Think about what it feels like to be with someone whose eyes are always somewhere else.
You are sitting across from them at dinner and they are scrolling through someone else’s highlight reel. You are sharing something vulnerable and they are already comparing your story to another. You give them everything you have and it never feels like enough, because their attention is split. Always half here, always half somewhere more exciting, more successful, more appealing.
How does that feel? Unseen. Undervalued. Like no matter what you do, you will never measure up to the version of love they have constructed in their minds.
Your business feels exactly the same way.
When you lust over another woman’s business model, her audience, her revenue, her aesthetic, while yours is right here, showing up for you every single day, your business feels it. It feels like it is never enough. Like all you do is compare it to others. Like you do not have eyes only for it. A business that does not trust its owner will contract. It stagnates. It stops surprising you with its potential because you have made it feel like it has none.
The business does not trust you. It feels like you are one foot out the door at all times and you wonder why it is not growing the way you imagined.
The Behaviors We Do Not Examine
We lust over others.
We compare obsessively.
We fixate on what is not working versus what is.
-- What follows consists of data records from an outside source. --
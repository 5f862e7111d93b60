//! Per-turn noun index for item resolution.
//!
//! Each item contributes one entry derived from its display name: a
//! noun (the last content word, or the first under `noun_first`) plus
//! the remaining words as adjectives. Entries sharing a noun form a
//! singly-linked chain in declaration order, so ambiguity reports list
//! candidates the way the author wrote them down. The index is rebuilt
//! lazily on first use each turn, because scripts can rename items
//! mid-turn through the `name` property.

#![allow(clippy::cast_possible_truncation)]

use std::collections::{HashMap, HashSet};

use fabula_foundation::ItemId;
use fabula_storage::World;

use crate::input::{MatchConfig, content_words};

/// One item's words, threaded into its noun's chain.
#[derive(Clone, Debug)]
struct WordEntry {
    item: ItemId,
    adjectives: HashSet<String>,
    next: Option<usize>,
}

/// Outcome of resolving a noun phrase.
#[derive(Clone, Debug, PartialEq, Eq)]
pub enum Resolution {
    /// Exactly one item fits the phrase.
    Unique(ItemId),
    /// No item owns the noun, or none carries all the adjectives.
    NotFound,
    /// Several items fit; candidates in declaration order.
    Ambiguous(Vec<ItemId>),
}

/// Noun-to-candidate index, valid for a single turn.
#[derive(Clone, Debug, Default)]
pub struct WordMap {
    entries: Vec<WordEntry>,
    heads: HashMap<String, usize>,
    built_turn: Option<u64>,
}

impl WordMap {
    /// Creates an empty index. The first resolve builds it.
    #[must_use]
    pub fn new() -> Self {
        Self::default()
    }

    /// Resolves a noun phrase such as "red ball" to an item. Candidates
    /// share the phrase's noun and carry every adjective the phrase
    /// names; extra adjectives on the item are fine.
    pub fn resolve(&mut self, phrase: &str, world: &World, config: &MatchConfig) -> Resolution {
        self.ensure_built(world, config);
        let words = content_words(phrase, config);
        let Some((noun, adjectives)) = split_phrase(&words, config) else {
            return Resolution::NotFound;
        };
        let mut candidates = Vec::new();
        let mut cursor = self.heads.get(noun).copied();
        while let Some(index) = cursor {
            let entry = &self.entries[index];
            if adjectives.iter().all(|adj| entry.adjectives.contains(adj.as_str())) {
                candidates.push(entry.item);
            }
            cursor = entry.next;
        }
        match candidates.len() {
            0 => Resolution::NotFound,
            1 => Resolution::Unique(candidates[0]),
            _ => Resolution::Ambiguous(candidates),
        }
    }

    /// Rebuilds the index when the cached copy belongs to an earlier
    /// turn. Items whose display name is all stop words get no entry.
    fn ensure_built(&mut self, world: &World, config: &MatchConfig) {
        if self.built_turn == Some(world.turn) {
            return;
        }
        self.entries.clear();
        self.heads.clear();
        let mut tails: HashMap<String, usize> = HashMap::new();
        for raw in 1..world.items.len() {
            let item = ItemId::from_raw(raw as u32);
            let words = content_words(world.display_name(item), config);
            let Some((noun, adjectives)) = split_phrase(&words, config) else {
                continue;
            };
            let index = self.entries.len();
            self.entries.push(WordEntry {
                item,
                adjectives: adjectives.iter().cloned().collect(),
                next: None,
            });
            match tails.insert(noun.to_string(), index) {
                Some(prev) => self.entries[prev].next = Some(index),
                None => {
                    self.heads.insert(noun.to_string(), index);
                }
            }
        }
        self.built_turn = Some(world.turn);
    }
}

/// Splits content words into the noun and its adjectives.
fn split_phrase<'a>(
    words: &'a [String],
    config: &MatchConfig,
) -> Option<(&'a str, &'a [String])> {
    let (noun, adjectives) = if config.noun_first {
        words.split_first()?
    } else {
        words.split_last()?
    };
    Some((noun.as_str(), adjectives))
}
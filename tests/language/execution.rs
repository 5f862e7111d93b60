//! Integration tests for the interpreter: whole programs run through
//! the public `run_function` and `advance_turn` entry points.

use fabula_foundation::{CommandId, FuncId, TypeId, Value};
use fabula_language::{
    advance_turn, display_value, parse, run_function, Cx, Definitions, MemoryProvider,
};
use fabula_storage::World;

fn load(src: &str) -> (Definitions, World) {
    let mut world = World::new(0);
    let mut provider = MemoryProvider::new();
    provider.insert("story.fab", src);
    let (defs, _) = parse(&mut provider, "story.fab", &mut world).unwrap();
    (defs, world)
}

fn call(defs: &Definitions, world: &mut World, name: &str, args: &[Value]) -> Value {
    let id = defs
        .functions
        .iter()
        .position(|f| f.name == name)
        .map(|i| FuncId::from_raw(u32::try_from(i).unwrap()))
        .unwrap();
    let mut cx = Cx { defs, world };
    run_function(&mut cx, id, args)
}

fn run_game_blocks(defs: &Definitions, world: &mut World) {
    for block in &defs.game_blocks {
        let mut cx = Cx { defs, world };
        run_function(&mut cx, *block, &[]);
    }
}

// ============================================================================
// State and arithmetic
// ============================================================================

#[test]
fn state_persists_across_separate_calls() {
    let (defs, mut world) = load(
        "property oil: Int;\n\
         item lamp;\n\
         var refills: Int = 0;\n\
         function pour(): Void {\n\
         \x20 lamp.oil = lamp.oil + 10;\n\
         \x20 refills = refills + 1;\n\
         }\n\
         function level(): Int => lamp.oil;",
    );
    call(&defs, &mut world, "pour", &[]);
    call(&defs, &mut world, "pour", &[]);
    call(&defs, &mut world, "pour", &[]);
    assert_eq!(call(&defs, &mut world, "level", &[]), Value::new(30));
    assert_eq!(world.globals[0], Value::new(3));
}

#[test]
fn extreme_operands_wrap_or_zero() {
    let (defs, mut world) = load(
        "function add($a: Int, $b: Int): Int => $a + $b;\n\
         function div($a: Int, $b: Int): Int => $a / $b;\n\
         function rem($a: Int, $b: Int): Int => $a % $b;",
    );
    let max = Value::new(i64::MAX);
    let min = Value::new(i64::MIN);
    let one = Value::new(1);
    assert_eq!(call(&defs, &mut world, "add", &[max, one]), min);
    // MIN / -1 overflows a two's-complement divide, so it reads as zero
    // just like division by zero does.
    assert_eq!(call(&defs, &mut world, "div", &[min, Value::new(-1)]), Value::new(0));
    assert_eq!(call(&defs, &mut world, "rem", &[min, Value::new(-1)]), Value::new(0));
}

#[test]
fn a_scored_inventory_combines_the_features() {
    let (defs, mut world) = load(
        "enum Size { small, large }\n\
         map bonus(Size): Int { small => 1, large => 5 }\n\
         property size: Size;\n\
         property worth: Int;\n\
         item coin;\nitem gem;\nitem anvil;\n\
         var total: Int = 0;\n\
         game {\n\
         \x20 coin.size = Size.small; coin.worth = 2;\n\
         \x20 gem.size = Size.small; gem.worth = 8;\n\
         \x20 anvil.size = Size.large; anvil.worth = 1;\n\
         }\n\
         function score(): Int {\n\
         \x20 foreach ($x in items where worth > 1) {\n\
         \x20   total = total + $x.worth + bonus($x.size);\n\
         \x20 }\n\
         \x20 return total;\n\
         }",
    );
    run_game_blocks(&defs, &mut world);
    // coin (2 + 1) and gem (8 + 1); the anvil's worth is too low.
    assert_eq!(call(&defs, &mut world, "score", &[]), Value::new(12));
}

#[test]
fn maps_route_delegates_at_runtime() {
    let (defs, mut world) = load(
        "delegate Reply(): String;\n\
         enum Mood { calm, tense }\n\
         function soothe(): String => \"\\\"Welcome, traveler.\\\"\";\n\
         function snap(): String => \"\\\"What do you want?\\\"\";\n\
         map react(Mood): Reply { calm => soothe, tense => snap }\n\
         function greet($mood: Mood): String {\n\
         \x20 var $reply: Reply = react($mood);\n\
         \x20 return $reply();\n\
         }",
    );
    assert_eq!(
        call(&defs, &mut world, "greet", &[Value::new(1)]),
        world.interner.get("\"What do you want?\"").unwrap().to_value()
    );
}

// ============================================================================
// Turn advancement
// ============================================================================

#[test]
fn turn_blocks_run_in_declaration_order() {
    let (defs, mut world) = load(
        "turn { print(\"the east wind rises\"); }\n\
         turn { print(\"the tide follows\"); }",
    );
    let mut cx = Cx {
        defs: &defs,
        world: &mut world,
    };
    advance_turn(&mut cx);
    assert_eq!(world.turn, 1);
    assert_eq!(
        world.drain_output(),
        ["the east wind rises", "the tide follows"]
    );
}

#[test]
fn advance_turn_lets_turn_blocks_register_commands() {
    let (defs, mut world) = load(
        "turn {\n\
         \x20 command \"shout\" { print(\"Echoes answer.\"); }\n\
         }",
    );
    // A registration left over from the previous turn is forgotten, then
    // the turn block runs and registers afresh.
    world.registered_commands.push(CommandId::from_raw(99));
    let mut cx = Cx {
        defs: &defs,
        world: &mut world,
    };
    advance_turn(&mut cx);
    assert_eq!(world.registered_commands, vec![CommandId::from_raw(0)]);
}

// ============================================================================
// Rendering
// ============================================================================

#[test]
fn display_value_renders_every_kind() {
    let (defs, mut world) = load(
        "enum Mood { calm, tense }\n\
         delegate Op(): Void;\n\
         function wave(): Void { }\n\
         item lamp;\n\
         game { lamp.name = \"a brass lamp\"; }",
    );
    run_game_blocks(&defs, &mut world);
    let mood = defs.enums[0].ty;
    let op = defs.delegates[0].ty;
    let lamp = world.items.lookup("lamp");
    let hello = world.interner.intern("hello").to_value();

    assert_eq!(display_value(&defs, &world, TypeId::INT, Value::new(-4)), "-4");
    assert_eq!(display_value(&defs, &world, TypeId::BOOL, Value::TRUE), "true");
    assert_eq!(display_value(&defs, &world, TypeId::STRING, hello), "hello");
    assert_eq!(
        display_value(&defs, &world, TypeId::ITEM, lamp.to_value()),
        "a brass lamp"
    );
    assert_eq!(
        display_value(&defs, &world, TypeId::ITEM, Value::NULL),
        "null"
    );
    assert_eq!(display_value(&defs, &world, mood, Value::new(1)), "tense");
    assert_eq!(
        display_value(&defs, &world, op, FuncId::from_raw(1).to_value()),
        "wave"
    );
}
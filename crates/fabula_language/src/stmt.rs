//! Flat statement arrays.
//!
//! A compiled body is a `Vec<Statement>` executed by index: each
//! statement names the index to run next, and control flow is a
//! computed successor rather than tree recursion. Block delimiters and
//! case labels stay in the array as dummy statements so the serializer
//! can rebuild nesting, but [`resolve_successors`] rewrites every jump
//! to skip over them, so the interpreter rarely touches one.

use fabula_foundation::{PropId, TypeId, Value};

use crate::expr::{BinaryOp, Expr};

/// Jump target meaning "past the end of the body".
///
/// `return` compiles to a jump here; the interpreter stops as soon as
/// the instruction pointer leaves the array.
pub const END_OF_BODY: usize = usize::MAX;

/// What follows a closing brace, recorded for the serializer.
#[derive(Clone, Copy, Debug, PartialEq, Eq)]
pub enum BlockTail {
    None,
    Else,
    Elseif,
}

/// One element of a compiled body.
#[derive(Clone, Debug, PartialEq)]
pub enum Statement {
    /// Dummy: an opening brace. Falls through to the next index.
    BlockStart,
    /// Dummy: a closing brace. Falls through to `exit`.
    BlockEnd { exit: usize, tail: BlockTail },
    /// Dummy: a `case value:` or `default:` label. Entered sequentially
    /// only when the previous case ran off its end, in which case the
    /// switch is over and control moves to `exit`.
    CaseEntry {
        value: Option<Value>,
        ty: TypeId,
        exit: usize,
    },
    /// `var $name: ty = init;` writing a frame slot.
    Local {
        slot: usize,
        name: String,
        ty: TypeId,
        init: Option<Expr>,
        next: usize,
    },
    /// Assignment to a local, global, or property place.
    Assign {
        target: Expr,
        value: Expr,
        next: usize,
    },
    /// An expression evaluated for its side effect.
    Expression { expr: Expr, next: usize },
    If {
        cond: Expr,
        then_target: usize,
        else_target: usize,
    },
    /// Dispatch on a constant-labelled case list; no fallthrough.
    Switch {
        scrutinee: Expr,
        cases: Vec<(Value, usize)>,
        default_target: usize,
    },
    While {
        cond: Expr,
        body: usize,
        exit: usize,
    },
    /// `foreach ($name in items)`, visiting every real item in id order.
    ForeachItems {
        slot: usize,
        name: String,
        body: usize,
        exit: usize,
    },
    /// `foreach ($name in SomeEnum)`, visiting ordinals in order.
    ForeachEnum {
        slot: usize,
        name: String,
        ty: TypeId,
        body: usize,
        exit: usize,
    },
    /// `foreach ($name in items where prop <op> rhs)`. The right-hand
    /// value is evaluated once on entry into the `temp` slot.
    ForeachWhere {
        slot: usize,
        name: String,
        prop: PropId,
        op: BinaryOp,
        rhs: Expr,
        temp: usize,
        body: usize,
        exit: usize,
    },
    /// The bottom of a loop body; routes back into the advance logic of
    /// the loop statement at `owner`.
    EndLoop { owner: usize },
    /// Compile-time-resolved jump past the owning loop.
    Break { target: usize },
    /// Compile-time-resolved jump to the owning loop's advance.
    Continue { target: usize },
    Return,
    /// `return expr;` writes the return slot, then leaves the body.
    ReturnValue { value: Expr },
    /// A nested `command` declaration; registers the command for the
    /// rest of the turn when executed.
    RegisterCommand {
        command: fabula_foundation::CommandId,
        next: usize,
    },
}

impl Statement {
    /// Whether this statement only marks structure and carries no
    /// behavior of its own.
    #[must_use]
    pub fn is_dummy(&self) -> bool {
        matches!(
            self,
            Statement::BlockStart | Statement::BlockEnd { .. } | Statement::CaseEntry { .. }
        )
    }
}

/// Follows a chain of dummy statements to the first real successor.
/// Dummy chains only ever point forward, so the walk is bounded.
fn chase(code: &[Statement], start: usize) -> usize {
    let mut target = start;
    for _ in 0..=code.len() {
        match code.get(target) {
            Some(Statement::BlockStart) => target += 1,
            Some(Statement::BlockEnd { exit, .. } | Statement::CaseEntry { exit, .. }) => {
                target = *exit;
            }
            _ => return target,
        }
    }
    target
}

/// Rewrites every successor index to skip chains of dummy statements.
///
/// Run once after a body finishes compiling. The dummies stay in place
/// for the serializer; only the jumps around them change, so execution
/// is observably identical.
pub fn resolve_successors(code: &mut [Statement]) {
    for i in 0..code.len() {
        let mut stmt = std::mem::replace(&mut code[i], Statement::BlockStart);
        match &mut stmt {
            Statement::Local { next, .. }
            | Statement::Assign { next, .. }
            | Statement::Expression { next, .. }
            | Statement::RegisterCommand { next, .. } => *next = chase(code, *next),
            Statement::If {
                then_target,
                else_target,
                ..
            } => {
                *then_target = chase(code, *then_target);
                *else_target = chase(code, *else_target);
            }
            Statement::Switch {
                cases,
                default_target,
                ..
            } => {
                for (_, target) in cases.iter_mut() {
                    *target = chase(code, *target);
                }
                *default_target = chase(code, *default_target);
            }
            Statement::While { body, exit, .. }
            | Statement::ForeachItems { body, exit, .. }
            | Statement::ForeachEnum { body, exit, .. }
            | Statement::ForeachWhere { body, exit, .. } => {
                *body = chase(code, *body);
                *exit = chase(code, *exit);
            }
            Statement::BlockEnd { exit, .. } | Statement::CaseEntry { exit, .. } => {
                *exit = chase(code, *exit);
            }
            Statement::Break { target } | Statement::Continue { target } => {
                *target = chase(code, *target);
            }
            Statement::BlockStart
            | Statement::EndLoop { .. }
            | Statement::Return
            | Statement::ReturnValue { .. } => {}
        }
        code[i] = stmt;
    }
}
We get lazy and take it for granted.
We stop trying the way we did at the beginning.
We get resentful that it is not what we imagined.
We blame it for not doing enough.
There is also this one. The one we rarely admit to.
We disappear.
We leave for days, sometimes weeks. We neglect it, ignore it, avoid it. We come rushing back expecting it to greet us at the door like a dog who has been waiting loyally, tail wagging, completely forgiving, ready to give us everything again.
Sometimes it does. A business, like love, can be remarkably resilient.
Resilience is not the same as thriving. Showing up only when it is convenient is not the same as commitment.
A dog who only ever sees you when you decide to show up will love you, but it will also carry the anxiety of not knowing when you are coming back. It will never fully settle. Never fully trust. Never fully open.
Your business is no different.
I go deep on this conversation inside House of Her a membership for women who are ready to lead their businesses with fresh perspective, full presence and a standard that makes the whole thing feel as good as it looks. The patterns we bring to our businesses are exactly what we excavate there.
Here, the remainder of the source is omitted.